- _Directions_
Write the records out again, keeping each line exactly as it is.

- _Data for review_
((

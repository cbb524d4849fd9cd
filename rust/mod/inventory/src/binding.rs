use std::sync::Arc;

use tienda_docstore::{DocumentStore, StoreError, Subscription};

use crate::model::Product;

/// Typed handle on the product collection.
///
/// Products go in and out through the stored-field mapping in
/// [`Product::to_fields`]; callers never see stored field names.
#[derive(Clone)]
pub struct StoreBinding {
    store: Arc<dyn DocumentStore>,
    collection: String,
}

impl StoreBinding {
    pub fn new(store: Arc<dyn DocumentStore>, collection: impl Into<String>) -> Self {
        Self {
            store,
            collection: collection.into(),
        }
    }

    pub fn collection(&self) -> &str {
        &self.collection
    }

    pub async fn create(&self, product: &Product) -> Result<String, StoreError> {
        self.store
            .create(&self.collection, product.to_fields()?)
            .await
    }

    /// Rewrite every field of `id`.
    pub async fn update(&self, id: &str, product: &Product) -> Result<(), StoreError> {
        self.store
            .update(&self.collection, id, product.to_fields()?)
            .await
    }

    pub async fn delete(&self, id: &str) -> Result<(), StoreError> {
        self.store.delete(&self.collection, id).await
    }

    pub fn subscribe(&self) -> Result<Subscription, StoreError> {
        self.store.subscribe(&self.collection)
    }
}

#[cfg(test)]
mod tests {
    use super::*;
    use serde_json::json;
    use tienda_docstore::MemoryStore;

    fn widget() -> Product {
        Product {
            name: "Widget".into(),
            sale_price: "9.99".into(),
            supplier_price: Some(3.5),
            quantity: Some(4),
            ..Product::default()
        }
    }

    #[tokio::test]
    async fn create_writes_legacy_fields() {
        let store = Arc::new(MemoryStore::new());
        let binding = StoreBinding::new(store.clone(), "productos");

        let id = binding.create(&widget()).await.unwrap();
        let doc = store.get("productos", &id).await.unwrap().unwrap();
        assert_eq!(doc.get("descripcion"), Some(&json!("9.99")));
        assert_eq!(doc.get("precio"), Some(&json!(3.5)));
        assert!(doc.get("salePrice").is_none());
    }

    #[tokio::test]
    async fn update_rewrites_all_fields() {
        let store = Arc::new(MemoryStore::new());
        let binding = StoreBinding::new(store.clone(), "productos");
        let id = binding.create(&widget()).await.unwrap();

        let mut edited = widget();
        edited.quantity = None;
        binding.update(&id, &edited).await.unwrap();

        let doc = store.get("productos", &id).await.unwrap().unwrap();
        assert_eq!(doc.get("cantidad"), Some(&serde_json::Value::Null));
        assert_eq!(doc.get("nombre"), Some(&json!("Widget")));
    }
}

))

- _Worked solution_
repository cbb524d4849fd9cd
filename rust/mod/inventory/src/binding.rs
use std::sync::Arc;

use tienda_docstore::{DocumentStore, StoreError, Subscription};

use crate::model::Product;

/// Typed handle on the product collection.
///
/// Products go in and out through the stored-field mapping in
/// [`Product::to_fields`]; callers never see stored field names.
#[derive(Clone)]
pub struct StoreBinding {
    store: Arc<dyn DocumentStore>,
    collection: String,
}

impl StoreBinding {
    pub fn new(store: Arc<dyn DocumentStore>, collection: impl Into<String>) -> Self {
        Self {
            store,
            collection: collection.into(),
        }
    }

    pub fn collection(&self) -> &str {
        &self.collection
    }

    pub async fn create(&self, product: &Product) -> Result<String, StoreError> {
        self.store
            .create(&self.collection, product.to_fields()?)
            .await
    }

    /// Rewrite every field of `id`.
    pub async fn update(&self, id: &str, product: &Product) -> Result<(), StoreError> {
        self.store
            .update(&self.collection, id, product.to_fields()?)
            .await
    }

    pub async fn delete(&self, id: &str) -> Result<(), StoreError> {
        self.store.delete(&self.collection, id).await
    }

    pub fn subscribe(&self) -> Result<Subscription, StoreError> {
        self.store.subscribe(&self.collection)
    }
}

#[cfg(test)]
mod tests {
    use super::*;
    use serde_json::json;
    use tienda_docstore::MemoryStore;

    fn widget() -> Product {
        Product {
            name: "Widget".into(),
            sale_price: "9.99".into(),
            supplier_price: Some(3.5),
            quantity: Some(4),
            ..Product::default()
        }
    }

    #[tokio::test]
    async fn create_writes_legacy_fields() {
        let store = Arc::new(MemoryStore::new());
        let binding = StoreBinding::new(store.clone(), "productos");

        let id = binding.create(&widget()).await.unwrap();
        let doc = store.get("productos", &id).await.unwrap().unwrap();
        assert_eq!(doc.get("descripcion"), Some(&json!("9.99")));
        assert_eq!(doc.get("precio"), Some(&json!(3.5)));
        assert!(doc.get("salePrice").is_none());
    }

    #[tokio::test]
    async fn update_rewrites_all_fields() {
        let store = Arc::new(MemoryStore::new());
        let binding = StoreBinding::new(store.clone(), "productos");
        let id = binding.create(&widget()).await.unwrap();

        let mut edited = widget();
        edited.quantity = None;
        binding.update(&id, &edited).await.unwrap();

        let doc = store.get("productos", &id).await.unwrap().unwrap();
        assert_eq!(doc.get("cantidad"), Some(&serde_json::Value::Null));
        assert_eq!(doc.get("nombre"), Some(&json!("Widget")));
    }
}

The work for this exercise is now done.